→ **PROMPT**
Find and copy each line of the data that includes "false".

→ **EXERCISE DATA**
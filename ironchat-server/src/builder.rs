//! Server builder and main server implementation.

use crate::acceptor::Acceptor;
use crate::connection::ServerContext;
use crate::error::ServerError;
use ironchat_channel::events::{self, EventReceiver};
use ironchat_core::{ConnectionId, DEFAULT_MAX_LINE_LENGTH};
use ironchat_transport::Executor;
use ironchat_transport::tcp::{TcpServer, TcpServerConfig};
use std::net::SocketAddr;
use std::sync::Arc;
use std::sync::atomic::AtomicUsize;
use std::time::Duration;
use tokio_util::sync::CancellationToken;

/// Default listening port.
pub const DEFAULT_PORT: u16 = 3333;

/// Default number of executor worker threads.
pub const DEFAULT_WORKER_THREADS: usize = 3;

/// Builder for configuring and creating a server.
#[derive(Debug, Clone)]
pub struct ServerBuilder {
    bind_addr: SocketAddr,
    worker_threads: usize,
    max_connections: Option<usize>,
    max_line_length: usize,
    event_capacity: usize,
    drain_timeout: Duration,
    shutdown_grace: Duration,
    tcp_nodelay: bool,
}

impl ServerBuilder {
    /// Creates a new server builder with default settings.
    #[must_use]
    pub fn new() -> Self {
        Self {
            bind_addr: SocketAddr::from(([0, 0, 0, 0], DEFAULT_PORT)),
            worker_threads: DEFAULT_WORKER_THREADS,
            max_connections: None,
            max_line_length: DEFAULT_MAX_LINE_LENGTH,
            event_capacity: 4096,
            drain_timeout: Duration::from_secs(2),
            shutdown_grace: Duration::from_secs(5),
            tcp_nodelay: true,
        }
    }

    /// Sets the bind address.
    #[must_use]
    pub fn bind(mut self, addr: SocketAddr) -> Self {
        self.bind_addr = addr;
        self
    }

    /// Sets the number of executor worker threads.
    #[must_use]
    pub fn worker_threads(mut self, count: usize) -> Self {
        self.worker_threads = count;
        self
    }

    /// Limits the number of simultaneous connections. Unlimited by default.
    #[must_use]
    pub fn max_connections(mut self, max: usize) -> Self {
        self.max_connections = Some(max);
        self
    }

    /// Sets the maximum line length, delimiter excluded.
    #[must_use]
    pub fn max_line_length(mut self, size: usize) -> Self {
        self.max_line_length = size;
        self
    }

    /// Sets the observer event channel capacity.
    #[must_use]
    pub fn event_capacity(mut self, capacity: usize) -> Self {
        self.event_capacity = capacity;
        self
    }

    /// Sets how long `stop` waits for open connections to wind down.
    #[must_use]
    pub fn drain_timeout(mut self, timeout: Duration) -> Self {
        self.drain_timeout = timeout;
        self
    }

    /// Sets how long `stop` waits for worker threads to exit.
    #[must_use]
    pub fn shutdown_grace(mut self, grace: Duration) -> Self {
        self.shutdown_grace = grace;
        self
    }

    /// Enables or disables `TCP_NODELAY` on accepted connections.
    #[must_use]
    pub fn tcp_nodelay(mut self, enabled: bool) -> Self {
        self.tcp_nodelay = enabled;
        self
    }

    /// Returns the configured bind address.
    #[must_use]
    pub fn bind_addr(&self) -> SocketAddr {
        self.bind_addr
    }

    /// Builds the server and handle. Nothing is bound until [`Server::start`].
    #[must_use]
    pub fn build(self) -> (Server, ServerHandle) {
        let (event_tx, event_rx) = events::channel(self.event_capacity);
        let ctx = Arc::new(ServerContext::new(event_tx));
        let accepting = CancellationToken::new();

        let handle = ServerHandle {
            ctx: Arc::clone(&ctx),
            accepting: accepting.clone(),
            event_rx,
        };

        let server = Server {
            config: self,
            ctx,
            accepting,
            executor: None,
            local_addr: None,
            stopped: false,
        };

        (server, handle)
    }

    fn validate(&self) -> Result<(), ServerError> {
        if self.worker_threads == 0 {
            return Err(ServerError::config("worker_threads must be at least 1"));
        }
        if self.max_line_length == 0 {
            return Err(ServerError::config("max_line_length must be at least 1"));
        }
        Ok(())
    }
}

impl Default for ServerBuilder {
    fn default() -> Self {
        Self::new()
    }
}

/// The main server instance.
///
/// Owns the executor for one run: [`start`](Self::start) binds and begins
/// accepting, [`stop`](Self::stop) closes every connection and joins the
/// worker threads. A stopped server cannot be restarted.
pub struct Server {
    config: ServerBuilder,
    ctx: Arc<ServerContext>,
    accepting: CancellationToken,
    executor: Option<Executor>,
    local_addr: Option<SocketAddr>,
    stopped: bool,
}

impl Server {
    /// Binds the listening endpoint and starts accepting on the executor.
    ///
    /// Returns the address actually bound, which differs from the configured
    /// one when port 0 was requested.
    ///
    /// # Errors
    /// Returns `ServerError` if the server is already running or stopped,
    /// the configuration is invalid, the executor cannot start or the
    /// address cannot be bound.
    pub fn start(&mut self) -> Result<SocketAddr, ServerError> {
        if self.executor.is_some() {
            return Err(ServerError::AlreadyStarted);
        }
        if self.stopped {
            return Err(ServerError::Shutdown);
        }
        self.config.validate()?;

        let executor = Executor::start(self.config.worker_threads)?;
        let bind_addr = self.config.bind_addr;
        let tcp_config = TcpServerConfig::new(bind_addr)
            .max_line_length(self.config.max_line_length)
            .tcp_nodelay(self.config.tcp_nodelay);

        let bound = {
            let _guard = executor.enter();
            TcpServer::bind(tcp_config).and_then(|server| {
                let local = server.local_addr()?;
                Ok((server, local))
            })
        };
        let (listener, local_addr) = match bound {
            Ok(bound) => bound,
            Err(source) => {
                tracing::error!("Failed to bind {}: {}", bind_addr, source);
                release_executor(executor, self.config.shutdown_grace);
                return Err(ServerError::Bind {
                    addr: bind_addr,
                    source,
                });
            }
        };

        let acceptor = Acceptor::new(
            listener,
            Arc::clone(&self.ctx),
            self.accepting.clone(),
            self.config.max_connections,
        );
        executor.spawn(acceptor.run());

        tracing::info!(
            "Server listening on {} with {} worker threads",
            local_addr,
            executor.worker_threads()
        );
        self.ctx.emit(ServerEvent::Listening(local_addr));

        self.executor = Some(executor);
        self.local_addr = Some(local_addr);
        Ok(local_addr)
    }

    /// Stops the server.
    ///
    /// Stops accepting, asks every connection to terminate, waits up to the
    /// drain timeout for them to finish, then stops the executor. No-op if
    /// the server is not running.
    ///
    /// # Panics
    /// Panics if called from within an asynchronous context.
    pub fn stop(&mut self) {
        let Some(executor) = self.executor.take() else {
            return;
        };
        self.stopped = true;

        self.accepting.cancel();
        let open = self.ctx.sessions.close_all();
        tracing::info!("Stopping server, closing {} sessions", open);

        let ctx = Arc::clone(&self.ctx);
        let drain = self.config.drain_timeout;
        let drained = executor.block_on(async move {
            tokio::time::timeout(drain, ctx.sessions.wait_until_empty())
                .await
                .is_ok()
        });
        if !drained {
            tracing::warn!(
                "{} sessions still open after {:?}, dropping them",
                self.ctx.sessions.count(),
                drain
            );
        }

        executor.stop(self.config.shutdown_grace);
        tracing::info!("Server stopped");
    }

    /// Returns the bound address while running.
    #[must_use]
    pub fn local_addr(&self) -> Option<SocketAddr> {
        self.local_addr
    }

    /// Returns true between a successful `start` and `stop`.
    #[must_use]
    pub fn is_running(&self) -> bool {
        self.executor.is_some()
    }

    /// Returns the number of executor threads alive, zero when not running.
    #[must_use]
    pub fn live_threads(&self) -> usize {
        self.executor.as_ref().map_or(0, Executor::live_threads)
    }

    /// Returns the executor's live thread counter, `None` when not running.
    ///
    /// The counter outlives the executor, so it still reports after `stop`.
    #[must_use]
    pub fn live_threads_counter(&self) -> Option<Arc<AtomicUsize>> {
        self.executor.as_ref().map(Executor::live_threads_counter)
    }
}

impl Drop for Server {
    fn drop(&mut self) {
        if self.executor.is_none() {
            return;
        }
        if tokio::runtime::Handle::try_current().is_ok() {
            // Blocking is not allowed here, skip the drain
            self.accepting.cancel();
            self.ctx.sessions.close_all();
            if let Some(executor) = self.executor.take() {
                executor.stop_background();
            }
        } else {
            self.stop();
        }
    }
}

impl std::fmt::Debug for Server {
    fn fmt(&self, f: &mut std::fmt::Formatter<'_>) -> std::fmt::Result {
        f.debug_struct("Server")
            .field("bind_addr", &self.config.bind_addr)
            .field("local_addr", &self.local_addr)
            .field("running", &self.is_running())
            .finish()
    }
}

fn release_executor(executor: Executor, grace: Duration) {
    if tokio::runtime::Handle::try_current().is_ok() {
        executor.stop_background();
    } else {
        executor.stop(grace);
    }
}

/// Handle for observing and controlling the server from outside.
pub struct ServerHandle {
    ctx: Arc<ServerContext>,
    accepting: CancellationToken,
    event_rx: EventReceiver<ServerEvent>,
}

impl ServerHandle {
    /// Stops accepting new connections.
    ///
    /// Takes effect after the next accept completes. Open connections are
    /// left alone.
    pub fn shutdown(&self) {
        self.accepting.cancel();
    }

    /// Asks one connection to terminate. Returns false if it is unknown.
    pub fn close_session(&self, id: ConnectionId) -> bool {
        self.ctx.sessions.request_close(id)
    }

    /// Returns the number of registered names.
    #[must_use]
    pub fn registered_count(&self) -> usize {
        self.ctx.registry.len()
    }

    /// Returns true if a connection is registered under `name`.
    #[must_use]
    pub fn is_registered(&self, name: &str) -> bool {
        self.ctx.registry.contains(name)
    }

    /// Returns the number of open connections.
    #[must_use]
    pub fn session_count(&self) -> usize {
        self.ctx.sessions.count()
    }

    /// Polls for server events.
    pub fn poll_events(&self) -> impl Iterator<Item = ServerEvent> + '_ {
        std::iter::from_fn(|| self.event_rx.try_recv())
    }

    /// Waits up to `timeout` for the next event.
    pub fn recv_event_timeout(&self, timeout: Duration) -> Option<ServerEvent> {
        self.event_rx.recv_timeout(timeout)
    }

    /// Waits up to `timeout` for an event matching `predicate`, discarding
    /// the ones that do not.
    pub fn wait_for_event<F>(&self, timeout: Duration, predicate: F) -> Option<ServerEvent>
    where
        F: FnMut(&ServerEvent) -> bool,
    {
        self.event_rx.wait_for(timeout, predicate)
    }

    /// Returns the number of events dropped because nobody was polling.
    #[must_use]
    pub fn dropped_events(&self) -> u64 {
        self.event_rx.dropped()
    }
}

/// Events emitted by the server.
#[derive(Debug, Clone, PartialEq, Eq)]
pub enum ServerEvent {
    /// The listener is bound.
    Listening(SocketAddr),
    /// A new session was created.
    SessionCreated(ConnectionId, SocketAddr),
    /// A session registered a display name.
    Registered(ConnectionId, String),
    /// A session was closed.
    SessionClosed(ConnectionId),
    /// An error occurred.
    Error(String),
}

→ **OUTPUT FOR THIS TASK**
            stopped: false,
    /// Asks one connection to terminate. Returns false if it is unknown.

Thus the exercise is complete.